How do I recognize a serious radiesthecist – and what skills should he have?

I myself have been working as a self-employed radiesthecist, in common parlance called dowser, since 2003. I acquired those specific skills of radiesthesia through two educations in Austria and Germany. In addition, I attended a training on electric smog in the high and low frequency area.

I also work as a spiritual healer and take care of many clients suffering from very different kinds of health problems. Those include back pain, migraine, tinnitus, multiple sclerosis, epilepsy and cancer. In many cases, it makes sense to perform a radiesthetic examination of a person’s sleeping place. There is a double-blind study of the European Centre for Environmental Medicine in cooperation with the Lower Austrian Regional Medical Insurance, that shows that 90 % of humans who fell ill with cancer had their sleeping places on geo-pathogenic disturbance zones such as water veins, aquiferous faults, faults, Benker grids, Curry grids, Hartmann grids or projected radiation through mirrors or radiators. I know that the immune system can be weakened by those geo-pathogenic disturbance zones. I sometimes find out that another radiesthecist has examined the sleeping place before me, but the bed is still in a place exposed to radiation, at the radiesthecist’s recommendation. How can this be explained? Many dowsers have never taken any education and never taken the time to occupy themselves with the complexity of radiesthesia. Also, there is no homogenous education containing certain norms.

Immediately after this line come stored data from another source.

//! Package descriptors: the `package.json` shipped with a release, or a
//! fallback synthesized from release metadata.

use crate::hosting::{Release, RepoId};
use serde::de::DeserializeOwned;
use serde::{Deserialize, Serialize};
use serde_json::{Map, Value};
use std::collections::BTreeMap;

/// Reverse-domain prefix for synthesized package names.
pub const FALLBACK_NAMESPACE: &str = "com";

/// Package author, either a bare name or a structured record.
#[derive(Debug, Clone, PartialEq, Serialize, Deserialize)]
#[serde(untagged)]
pub enum Author {
    Name(String),
    Detailed {
        name: String,
        #[serde(default, skip_serializing_if = "Option::is_none")]
        email: Option<String>,
        #[serde(default, skip_serializing_if = "Option::is_none")]
        url: Option<String>,
    },
}

#[derive(Debug, Clone, PartialEq, Serialize, Deserialize)]
#[serde(rename_all = "camelCase")]
pub struct Sample {
    pub display_name: String,
    #[serde(default)]
    pub description: String,
    pub path: String,
}

/// Everything a descriptor carries besides its identity.
#[derive(Debug, Clone, Default, PartialEq, Serialize)]
#[serde(rename_all = "camelCase")]
pub struct PackageDetails {
    #[serde(skip_serializing_if = "Option::is_none")]
    pub display_name: Option<String>,
    #[serde(skip_serializing_if = "Option::is_none")]
    pub description: Option<String>,
    #[serde(skip_serializing_if = "Option::is_none")]
    pub unity: Option<String>,
    #[serde(skip_serializing_if = "Option::is_none")]
    pub unity_release: Option<String>,
    #[serde(skip_serializing_if = "Option::is_none")]
    pub license: Option<String>,
    #[serde(skip_serializing_if = "Option::is_none")]
    pub documentation_url: Option<String>,
    #[serde(skip_serializing_if = "Option::is_none")]
    pub changelog_url: Option<String>,
    #[serde(skip_serializing_if = "Option::is_none")]
    pub licenses_url: Option<String>,
    #[serde(rename = "type", skip_serializing_if = "Option::is_none")]
    pub package_type: Option<String>,
    #[serde(skip_serializing_if = "Option::is_none")]
    pub author: Option<Author>,
    #[serde(skip_serializing_if = "Vec::is_empty")]
    pub contributors: Vec<Author>,
    #[serde(skip_serializing_if = "BTreeMap::is_empty")]
    pub dependencies: BTreeMap<String, String>,
    #[serde(skip_serializing_if = "BTreeMap::is_empty")]
    pub vpm_dependencies: BTreeMap<String, String>,
    #[serde(skip_serializing_if = "Vec::is_empty")]
    pub samples: Vec<Sample>,
    #[serde(skip_serializing_if = "Vec::is_empty")]
    pub keywords: Vec<String>,
    /// Manifest fields not modelled above, or modelled fields whose value
    /// has an unexpected shape, passed through untouched.
    #[serde(flatten)]
    pub extra: BTreeMap<String, Value>,
}

/// Pulls typed fields out of a manifest object. A value that does not fit
/// its field type is kept verbatim in `extra`.
struct FieldReader {
    fields: Map<String, Value>,
    extra: BTreeMap<String, Value>,
}

impl FieldReader {
    fn take<T: DeserializeOwned>(&mut self, key: &str) -> Option<T> {
        let value = self.fields.remove(key)?;
        match T::deserialize(&value) {
            Ok(v) => Some(v),
            Err(_) => {
                self.extra.insert(key.to_string(), value);
                None
            }
        }
    }

    fn take_or_default<T: DeserializeOwned + Default>(&mut self, key: &str) -> T {
        self.take(key).unwrap_or_default()
    }
}

impl PackageDetails {
    fn from_fields(fields: Map<String, Value>) -> Self {
        let mut r = FieldReader {
            fields,
            extra: BTreeMap::new(),
        };
        let mut details = Self {
            display_name: r.take("displayName"),
            description: r.take("description"),
            unity: r.take("unity"),
            unity_release: r.take("unityRelease"),
            license: r.take("license"),
            documentation_url: r.take("documentationUrl"),
            changelog_url: r.take("changelogUrl"),
            licenses_url: r.take("licensesUrl"),
            package_type: r.take("type"),
            author: r.take("author"),
            contributors: r.take_or_default("contributors"),
            dependencies: r.take_or_default("dependencies"),
            vpm_dependencies: r.take_or_default("vpmDependencies"),
            samples: r.take_or_default("samples"),
            keywords: r.take_or_default("keywords"),
            extra: BTreeMap::new(),
        };
        r.extra.extend(r.fields);
        details.extra = r.extra;
        details
    }
}

/// A parsed `package.json`. Name and version may be missing.
#[derive(Debug, Clone, Default)]
pub struct PackageManifest {
    pub name: Option<String>,
    pub version: Option<String>,
    pub details: PackageDetails,
}

impl PackageManifest {
    /// Parse manifest bytes. Only content that is not a JSON object yields
    /// `None`; a non-string name or version is left unset.
    pub fn parse(bytes: &[u8]) -> Option<Self> {
        let Value::Object(mut fields) = serde_json::from_slice(bytes).ok()? else {
            return None;
        };
        let mut identity = |key: &str| match fields.remove(key) {
            Some(Value::String(s)) => Some(s),
            _ => None,
        };
        let name = identity("name");
        let version = identity("version");

        Some(Self {
            name,
            version,
            details: PackageDetails::from_fields(fields),
        })
    }

    /// Minimal manifest derived from the repository and release.
    pub fn fallback(repo: &RepoId, release: &Release) -> Self {
        let description = release
            .body
            .as_deref()
            .and_then(|body| body.lines().next())
            .map(|line| line.trim_end_matches('\r').to_string())
            .unwrap_or_default();

        Self {
            name: Some(format!(
                "{}.{}.{}",
                FALLBACK_NAMESPACE, repo.owner, repo.name
            )),
            version: Some(version_from_tag(&release.tag_name).to_string()),
            details: PackageDetails {
                display_name: Some(repo.name.clone()),
                description: Some(description),
                ..Default::default()
            },
        }
    }

    /// Promote to a descriptor; fails when name or version is empty.
    pub fn into_descriptor(self) -> Option<PackageDescriptor> {
        let name = self.name.filter(|n| !n.is_empty())?;
        let version = self.version.filter(|v| !v.is_empty())?;
        Some(PackageDescriptor {
            name,
            version,
            details: self.details,
        })
    }
}

/// A validated package descriptor for one release.
#[derive(Debug, Clone, PartialEq, Serialize)]
pub struct PackageDescriptor {
    pub name: String,
    pub version: String,
    #[serde(flatten)]
    pub details: PackageDetails,
}

/// Strip a single leading non-digit prefix (`v1.0.0` -> `1.0.0`).
pub fn version_from_tag(tag: &str) -> &str {
    match tag.chars().next() {
        Some(c) if !c.is_ascii_digit() => &tag[c.len_utf8()..],
        _ => tag,
    }
}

Because of that, the radiesthecist’s work is sometimes prone to mistakes due to partial ignorance.

What skills should a serious radiesthecist have in regard to examining sleeping places or premises?

Radiesthesia distinguishes between the following types of radiation:

Water veins, aquiferous faults, faults (geological rock faults), earth rays (Curry grid, Benker grid), cosmic radiation (Hartmann grid) and projected radiation through mirrors, radiators, metal items or crystal chandeliers. Every serious radiesthecist has to know these kinds of radiation. Unfortunately, many dowsers believe that it is enough to only look for water veins. This belief is definitely false. A dowser who looks for all of the above-mentioned kinds of radiation will take about one hour to examine a room that is 20 to 25 square metres big.

Electric smog: A serious radiesthecist also has to be competent when it comes to electric smog in the high and low frequency area and have suitable gauges. Electric smog is always measured by means of appropriate measuring devices and not the dowsing rod.

Dowsing from a distance: Some dowsers offer to examine a sleeping place from a distance using a drawing of the room, usually at very low prices. The quality of dowsing from a distance is rather dubious, considering that the challenge on site is big enough, when the dowser has to look for eight different kinds of radiation.

Shielding devices: unfortunately, many radiesthecists try to make extra money by selling so-called shielding devices. These are devices, contraptions or simply cardboard platelets with certain symbols, which are supposed to make the sleeping places free of radiation. I have spent a lot of time investigating shielding devices and have found out that there are no long-term studies on the impact of those devices, and neither is there evidence of the actual efficacy. The only expedient and serious method is to put the bed into a place as neutral as possible, when there is indeed exposure to rays in the other place.